TASK ITEM: I need the records below retyped exactly.

DATA RECORDS:
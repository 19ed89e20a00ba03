use anyhow::{Context, Result};

#[derive(Debug, Clone)]
pub struct Config {
    pub host: String,
    pub port: u16,
    pub database_url: String,
    pub gateway_keys: String,
    pub resume_bucket: String,
    pub blob_op_timeout_secs: u64,
    pub resume_url_ttl_minutes: i64,
}

impl Config {
    pub fn from_env() -> Result<Self> {
        Ok(Self {
            host: std::env::var("HOST").context("Cannot load HOST env variable")?,
            port: std::env::var("PORT")
                .context("Cannot load PORT env variable")?
                .parse()
                .context("PORT must be a number")?,
            database_url: std::env::var("DATABASE_URL")
                .context("Cannot load DATABASE_URL env variable")?,
            gateway_keys: std::env::var("GATEWAY_KEYS").unwrap_or_default(),
            resume_bucket: std::env::var("RESUME_BUCKET")
                .context("Cannot load RESUME_BUCKET env variable")?,
            blob_op_timeout_secs: std::env::var("BLOB_OP_TIMEOUT_SECS")
                .unwrap_or_else(|_| "10".to_string())
                .parse()
                .context("BLOB_OP_TIMEOUT_SECS must be a number")?,
            resume_url_ttl_minutes: std::env::var("RESUME_URL_TTL_MINUTES")
                .unwrap_or_else(|_| "15".to_string())
                .parse()
                .context("RESUME_URL_TTL_MINUTES must be a number")?,
        })
    }
}
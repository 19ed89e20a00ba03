use storage::dto::judging::{
    AttachJudgeRequest, CreateCriteriaRequest, CreateJudgeRequest, CreatedJudge, CriteriaQuery,
    ProjectScoresResponse, SubmitScoreRequest, UpdateScoreRequest,
};
use storage::error::Result;
use storage::models::{Actor, CriteriaSet, Judge, Score};
use uuid::Uuid;

use crate::state::AppState;

pub async fn create_judge(
    state: &AppState,
    actor: Actor,
    request: CreateJudgeRequest,
) -> Result<CreatedJudge> {
    state.judging.create_judge(actor, request).await
}

pub async fn attach_judge(
    state: &AppState,
    actor: Actor,
    request: AttachJudgeRequest,
) -> Result<Judge> {
    state
        .judging
        .attach_judge_to_identity(actor, &request.access_code, request.identity_id)
        .await
}

pub async fn submit_score(
    state: &AppState,
    actor: Actor,
    request: SubmitScoreRequest,
) -> Result<Score> {
    state
        .scoring
        .submit(actor, request.project_id, request.score_data)
        .await
}

pub async fn update_score(
    state: &AppState,
    actor: Actor,
    score_id: Uuid,
    request: UpdateScoreRequest,
) -> Result<Score> {
    state
        .scoring
        .update(actor, score_id, request.score_data)
        .await
}

pub async fn list_scores(state: &AppState, actor: Actor) -> Result<Vec<Score>> {
    state.scoring.get_by_judge(actor).await
}

pub async fn get_score(state: &AppState, actor: Actor, score_id: Uuid) -> Result<Score> {
    state.scoring.get_by_id(actor, score_id).await
}

pub async fn get_criteria(state: &AppState, query: CriteriaQuery) -> Result<CriteriaSet> {
    state.criteria.get(query.year, query.event).await
}

pub async fn create_criteria(
    state: &AppState,
    actor: Actor,
    request: CreateCriteriaRequest,
) -> Result<CriteriaSet> {
    state
        .criteria
        .create(actor, request.year, request.event, request.criteria)
        .await
}

pub async fn project_scores(
    state: &AppState,
    actor: Actor,
    project_id: Uuid,
) -> Result<ProjectScoresResponse> {
    state.scoring.project_scores(actor, project_id).await
}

ANSWER:
repository 19ed89e20a00ba03
use anyhow::{Context, Result};

#[derive(Debug, Clone)]
pub struct Config {
    pub host: String,
    pub port: u16,
    pub database_url: String,
    pub gateway_keys: String,
    pub resume_bucket: String,
    pub blob_op_timeout_secs: u64,
    pub resume_url_ttl_minutes: i64,
}

impl Config {
    pub fn from_env() -> Result<Self> {
        Ok(Self {
            host: std::env::var("HOST").context("Cannot load HOST env variable")?,
            port: std::env::var("PORT")
                .context("Cannot load PORT env variable")?
                .parse()
                .context("PORT must be a number")?,
            database_url: std::env::var("DATABASE_URL")
                .context("Cannot load DATABASE_URL env variable")?,
            gateway_keys: std::env::var("GATEWAY_KEYS").unwrap_or_default(),
            resume_bucket: std::env::var("RESUME_BUCKET")
                .context("Cannot load RESUME_BUCKET env variable")?,
            blob_op_timeout_secs: std::env::var("BLOB_OP_TIMEOUT_SECS")
                .unwrap_or_else(|_| "10".to_string())
                .parse()
                .context("BLOB_OP_TIMEOUT_SECS must be a number")?,
            resume_url_ttl_minutes: std::env::var("RESUME_URL_TTL_MINUTES")
                .unwrap_or_else(|_| "15".to_string())
                .parse()
                .context("RESUME_URL_TTL_MINUTES must be a number")?,
        })
    }
}
repository 19ed89e20a00ba03
use storage::dto::judging::{
    AttachJudgeRequest, CreateCriteriaRequest, CreateJudgeRequest, CreatedJudge, CriteriaQuery,
    ProjectScoresResponse, SubmitScoreRequest, UpdateScoreRequest,
};
use storage::error::Result;
use storage::models::{Actor, CriteriaSet, Judge, Score};
use uuid::Uuid;

use crate::state::AppState;

pub async fn create_judge(
    state: &AppState,
    actor: Actor,
    request: CreateJudgeRequest,
) -> Result<CreatedJudge> {
    state.judging.create_judge(actor, request).await
}

pub async fn attach_judge(
    state: &AppState,
    actor: Actor,
    request: AttachJudgeRequest,
) -> Result<Judge> {
    state
        .judging
        .attach_judge_to_identity(actor, &request.access_code, request.identity_id)
        .await
}

pub async fn submit_score(
    state: &AppState,
    actor: Actor,
    request: SubmitScoreRequest,
) -> Result<Score> {
    state
        .scoring
        .submit(actor, request.project_id, request.score_data)
        .await
}

pub async fn update_score(
    state: &AppState,
    actor: Actor,
    score_id: Uuid,
    request: UpdateScoreRequest,
) -> Result<Score> {
    state
        .scoring
        .update(actor, score_id, request.score_data)
        .await
}

pub async fn list_scores(state: &AppState, actor: Actor) -> Result<Vec<Score>> {
    state.scoring.get_by_judge(actor).await
}

pub async fn get_score(state: &AppState, actor: Actor, score_id: Uuid) -> Result<Score> {
    state.scoring.get_by_id(actor, score_id).await
}

pub async fn get_criteria(state: &AppState, query: CriteriaQuery) -> Result<CriteriaSet> {
    state.criteria.get(query.year, query.event).await
}

pub async fn create_criteria(
    state: &AppState,
    actor: Actor,
    request: CreateCriteriaRequest,
) -> Result<CriteriaSet> {
    state
        .criteria
        .create(actor, request.year, request.event, request.criteria)
        .await
}

pub async fn project_scores(
    state: &AppState,
    actor: Actor,
    project_id: Uuid,
) -> Result<ProjectScoresResponse> {
    state.scoring.project_scores(actor, project_id).await
}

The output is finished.